Became a fan of on-course commentator David Feherty. Of one lie, Feherty said, "This lie is harder to read that the health care bill."
Great coverage by Rob Schultz in the State Journal.
Finally, kudos to the way Dustin Johnson took his medicine and gave an interview (to Feherty, of course) after the gut punch. Was the call fair? You can argue that. Golf itself can be capricious. But adherence to rules is paramount. No equivalency here. Ignorance is not a defense. (Memo to self: get a golf rule book and read it! I took a lot of bad habits into the league I play in on Thursdays only to be gently corrected. Yeah, I used to ground my club in a sand trap.)
It is that ethos that motivates the commercial with Phil Mickelson wagging a reproving finger at a weekend muni duffer who tries o improve his lie with a stealthy kick.

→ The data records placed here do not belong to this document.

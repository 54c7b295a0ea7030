use std::collections::BTreeMap;

use bytes::{Buf, BufMut, BytesMut};

use crate::journal::channel_journal::ChannelJournal;
use crate::journal::chapter_n::{ChapterN, NoteOnLog};
use crate::protocol::ProtocolError;

pub mod channel_journal;
pub mod chapter_n;

/*
 0                   1                   2
 0 1 2 3 4 5 6 7 8 9 0 1 2 3 4 5 6 7 8 9 0 1 2 3
+-+-+-+-+-+-+-+-+-+-+-+-+-+-+-+-+-+-+-+-+-+-+-+-+
|S|Y|A|H|TOTCHAN|   Checkpoint Packet Seqnum    |
+-+-+-+-+-+-+-+-+-+-+-+-+-+-+-+-+-+-+-+-+-+-+-+-+
*/
const S_FLAG: u8 = 0x80; // single packet loss
const Y_FLAG: u8 = 0x40; // system journal present
const A_FLAG: u8 = 0x20; // channel journals present
const H_FLAG: u8 = 0x10; // enhanced chapter C encoding
const TOTCHAN_MASK: u8 = 0x0f;

const NOTE_OFF: u8 = 0x80;
const NOTE_ON: u8 = 0x90;

const MAX_NOTE_LOGS: usize = 127;

/// Sender-authoritative loss-recovery state: everything a receiver needs to
///  recover from lost packets since the checkpoint. Not yet wired into the
///  MIDI packet codec's journal section.
///
/// No system journal is carried (the Y flag stays 0).
#[derive(Clone, Eq, PartialEq, Debug, Default)]
pub struct RecoveryJournal {
    pub single_loss: bool,
    /// Use enhanced chapter C encoding.
    pub enhanced: bool,
    /// Extended sequence number of the checkpoint packet; the low 16 bits go
    ///  on the wire.
    pub checkpoint_seqnum: u32,
    /// Per-channel journals, keyed by MIDI channel (0-15).
    pub channels: BTreeMap<u8, ChannelJournal>,
}

impl RecoveryJournal {
    pub fn ser(&self, buf: &mut BytesMut) -> Result<(), ProtocolError> {
        let mut b0 = 0u8;
        if self.single_loss {
            b0 |= S_FLAG;
        }
        if self.enhanced {
            b0 |= H_FLAG;
        }
        if !self.channels.is_empty() {
            // TOTCHAN codes the channel count minus one so 16 channels fit 4 bits
            b0 |= A_FLAG;
            b0 |= (self.channels.len() - 1) as u8 & TOTCHAN_MASK;
        }
        buf.put_u8(b0);
        buf.put_u16(self.checkpoint_seqnum as u16);

        for channel in self.channels.values() {
            channel.ser(buf)?;
        }
        Ok(())
    }

    pub fn try_deser(buf: &mut impl Buf) -> Result<RecoveryJournal, ProtocolError> {
        let b0 = buf.try_get_u8()?;
        if b0 & Y_FLAG != 0 {
            return Err(ProtocolError::InvalidMessage("system journal is not supported"));
        }
        let checkpoint_seqnum = buf.try_get_u16()? as u32;

        let mut channels = BTreeMap::new();
        if b0 & A_FLAG != 0 {
            for _ in 0..(b0 & TOTCHAN_MASK) + 1 {
                let channel = ChannelJournal::try_deser(buf)?;
                channels.insert(channel.channel, channel);
            }
        }

        Ok(RecoveryJournal {
            single_loss: b0 & S_FLAG != 0,
            enhanced: b0 & H_FLAG != 0,
            checkpoint_seqnum,
            channels,
        })
    }

    /// Fold a sent MIDI command into the journal. Only note on/off commands
    ///  (chapter N) are recognized; everything else is left alone.
    pub fn record(&mut self, seqnum: u32, timestamp: u32, payload: &[u8]) {
        if payload.len() < 3 {
            return;
        }
        let status = payload[0];
        let channel = status & 0x0f;
        let note = payload[1] & 0x7f;
        let velocity = payload[2] & 0x7f;

        match status & 0xf0 {
            NOTE_ON if velocity != 0 => self.record_note_on(seqnum, timestamp, channel, note, velocity),
            NOTE_ON | NOTE_OFF => self.record_note_off(seqnum, channel, note),
            _ => {}
        }
    }

    /// A receiver feedback acknowledging `seqnum`: everything up to the
    ///  checkpoint no longer needs recovering.
    pub fn acknowledge(&mut self, seqnum: u32) {
        self.checkpoint_seqnum = seqnum;
        self.channels.clear();
    }

    fn chapter_n(&mut self, channel: u8) -> &mut ChapterN {
        self.channels
            .entry(channel)
            .or_insert_with(|| ChannelJournal::new(channel))
            .chapter_n
            .get_or_insert_with(ChapterN::default)
    }

    fn record_note_on(&mut self, seqnum: u32, timestamp: u32, channel: u8, note: u8, velocity: u8) {
        let chapter = self.chapter_n(channel);
        chapter.note_seqnum = seqnum;
        chapter.note_timestamp = timestamp;
        chapter.note_off.retain(|&n| n != note);

        let log = NoteOnLog {
            note,
            velocity,
            play_recommendation: true,
        };
        if let Some(existing) = chapter.note_on.iter_mut().find(|l| l.note == note) {
            *existing = log;
        } else if chapter.note_on.len() < MAX_NOTE_LOGS {
            chapter.note_on.push(log);
        }
    }

    fn record_note_off(&mut self, seqnum: u32, channel: u8, note: u8) {
        let chapter = self.chapter_n(channel);
        chapter.note_seqnum = seqnum;
        chapter.note_on.retain(|l| l.note != note);
        if !chapter.note_off.contains(&note) {
            chapter.note_off.push(note);
        }
    }
}

#[cfg(test)]
mod tests {
    use super::*;
    use rstest::rstest;

    #[rstest]
    #[case::empty(RecoveryJournal::default())]
    #[case::checkpoint_only(RecoveryJournal { checkpoint_seqnum: 0xbeef, ..Default::default() })]
    #[case::single_loss(RecoveryJournal { single_loss: true, ..Default::default() })]
    fn test_ser_deser(#[case] journal: RecoveryJournal) {
        let mut buf = BytesMut::new();
        journal.ser(&mut buf).unwrap();

        let mut b: &[u8] = &buf;
        let deser = RecoveryJournal::try_deser(&mut b).unwrap();
        assert!(b.is_empty());
        assert_eq!(deser, journal);
    }

    #[test]
    fn test_ser_deser_with_channels() {
        let mut journal = RecoveryJournal::default();
        journal.record(7, 100, &[0x93, 0x3c, 0x40]);
        journal.record(8, 120, &[0x80, 0x30, 0x00]);

        let mut buf = BytesMut::new();
        journal.ser(&mut buf).unwrap();

        let mut b: &[u8] = &buf;
        let deser = RecoveryJournal::try_deser(&mut b).unwrap();
        assert!(b.is_empty());
        assert_eq!(deser.channels.len(), 2);
        assert_eq!(
            deser.channels[&3].chapter_n.as_ref().unwrap().note_on,
            vec![NoteOnLog { note: 0x3c, velocity: 0x40, play_recommendation: true }]
        );
        assert_eq!(deser.channels[&0].chapter_n.as_ref().unwrap().note_off, vec![0x30]);
    }

    #[test]
    fn test_ser_header_bits() {
        let mut journal = RecoveryJournal {
            single_loss: true,
            checkpoint_seqnum: 0x1_1234,
            ..Default::default()
        };
        journal.record(1, 1, &[0x90, 0x40, 0x10]);

        let mut buf = BytesMut::new();
        journal.ser(&mut buf).unwrap();
        // S=1, A=1, TOTCHAN=0 (one channel); checkpoint truncated to 16 bits
        assert_eq!(&buf[..3], &[0xa0, 0x12, 0x34]);
    }

    #[test]
    fn test_record_note_lifecycle() {
        let mut journal = RecoveryJournal::default();

        journal.record(1, 50, &[0x90, 0x3c, 0x40]);
        let chapter = journal.channels[&0].chapter_n.as_ref().unwrap();
        assert_eq!(chapter.note_seqnum, 1);
        assert_eq!(chapter.note_timestamp, 50);
        assert_eq!(chapter.note_on.len(), 1);

        // zero-velocity note-on counts as note-off
        journal.record(2, 60, &[0x90, 0x3c, 0x00]);
        let chapter = journal.channels[&0].chapter_n.as_ref().unwrap();
        assert!(chapter.note_on.is_empty());
        assert_eq!(chapter.note_off, vec![0x3c]);

        // a fresh note-on clears the pending off bit
        journal.record(3, 70, &[0x90, 0x3c, 0x7f]);
        let chapter = journal.channels[&0].chapter_n.as_ref().unwrap();
        assert_eq!(chapter.note_on.len(), 1);
        assert_eq!(chapter.note_on[0].velocity, 0x7f);
        assert!(chapter.note_off.is_empty());
    }

    #[test]
    fn test_record_ignores_non_note_commands() {
        let mut journal = RecoveryJournal::default();
        journal.record(1, 1, &[0xb0, 0x07, 0x64]); // control change
        journal.record(2, 2, &[0xf8]); // clock
        assert!(journal.channels.is_empty());
    }

    #[test]
    fn test_acknowledge_clears_state() {
        let mut journal = RecoveryJournal::default();
        journal.record(1, 1, &[0x90, 0x3c, 0x40]);
        journal.acknowledge(42);
        assert!(journal.channels.is_empty());
        assert_eq!(journal.checkpoint_seqnum, 42);
    }
}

Sadly, Tiger Woods cannot make that anti-cheating ad today.
Did I say national coverage? I mean international. This is from a United Kingdom source called Eurosport:
A bearded man in a blue blazer walked away from the 18th green alone, pausing only briefly. Herb Kohler, the billionaire owner of this wondrous and wacky golf course, the man who wanted fescue and dunes and yes, hundreds and hundreds of bunkers all over his faux-Irish Cheeseland jewel, pondered the fate of poor Dustin Johnson and the now-famous bunker on the hill off the 18th fairway. "I love 'em," Kohler said of the more than 1,200 bunkers at Whistling Straits.
BTW: If you can't make it up to the Sheboygan area, golf The Oaks. (Personal plug.)
Conservative homos?
Apparently there is such a thing and it's called GOProud. Its chairman, Christopher Barron, tells RightWing News:
When you look at our legislative agenda and the issues that we're working on, we think the question of "gay rights" has been narrowly defined by the left. We think that if you want to improve the lives of every day gay and lesbian folks all across this country, you can do things like reform our tax code and provide for personal savings accounts in social security, free market health care reform, the type of stuff that's going to improve the lives of every American in this country.

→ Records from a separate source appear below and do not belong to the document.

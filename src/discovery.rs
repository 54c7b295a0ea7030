use async_trait::async_trait;
use tracing::warn;

/// DNS-SD service type under which AppleMIDI sessions are advertised.
pub const SERVICE_TYPE: &str = "_apple-midi._udp";

/// Collaborator interface for service discovery (mDNS/Bonjour). The crate
///  consumes this but does not implement it - a session is fully operable
///  without any advertisement.
#[async_trait]
pub trait ServiceAdvertiser: Send + Sync {
    /// Register the session under a human-readable name. The returned handle
    ///  keeps the advertisement alive until withdrawn.
    async fn advertise(
        &self,
        name: &str,
        service_type: &str,
        port: u16,
        txt_records: &[(String, String)],
    ) -> anyhow::Result<Box<dyn AdvertisedService>>;
}

#[async_trait]
pub trait AdvertisedService: Send + Sync {
    async fn withdraw(self: Box<Self>);
}

/// Advertise a session, treating failure as a non-fatal condition: the
///  session keeps running either way.
pub async fn advertise_session(
    advertiser: &dyn ServiceAdvertiser,
    name: &str,
    port: u16,
) -> Option<Box<dyn AdvertisedService>> {
    match advertiser.advertise(name, SERVICE_TYPE, port, &[]).await {
        Ok(handle) => Some(handle),
        Err(e) => {
            warn!("advertising session [{}] on port {} failed: {}", name, port, e);
            None
        }
    }
}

We certainly do understand that there are going to be conservatives who disagree with us on issues like same-sex marriage. We understand that and respect that. But, the fact is that movement conservatives aren't going to agree on everything.
Do not disturb
Newsweek defends Obama's leisure but mocked Bush's working vacations at his Texas ranch, NewsBusters reports. In Newsweek's coverage at the time, writers put the term working vacation into derisive quote marks.
The Dane County Board begins lopping sheriff's deputies Thursday night. Supervisors will vote on a Chairman McDonell resolution to impose a hiring moratorium on sheriff's deputies to get to The Kathleen/McDonell's goal of cutting 20 sworn deputies. Public safety in a growing county? On the chopping block. County manure digester? No problem.
Matt Veldran continues to hold a countywide referendum on the RTA commuter train hostage in his committee.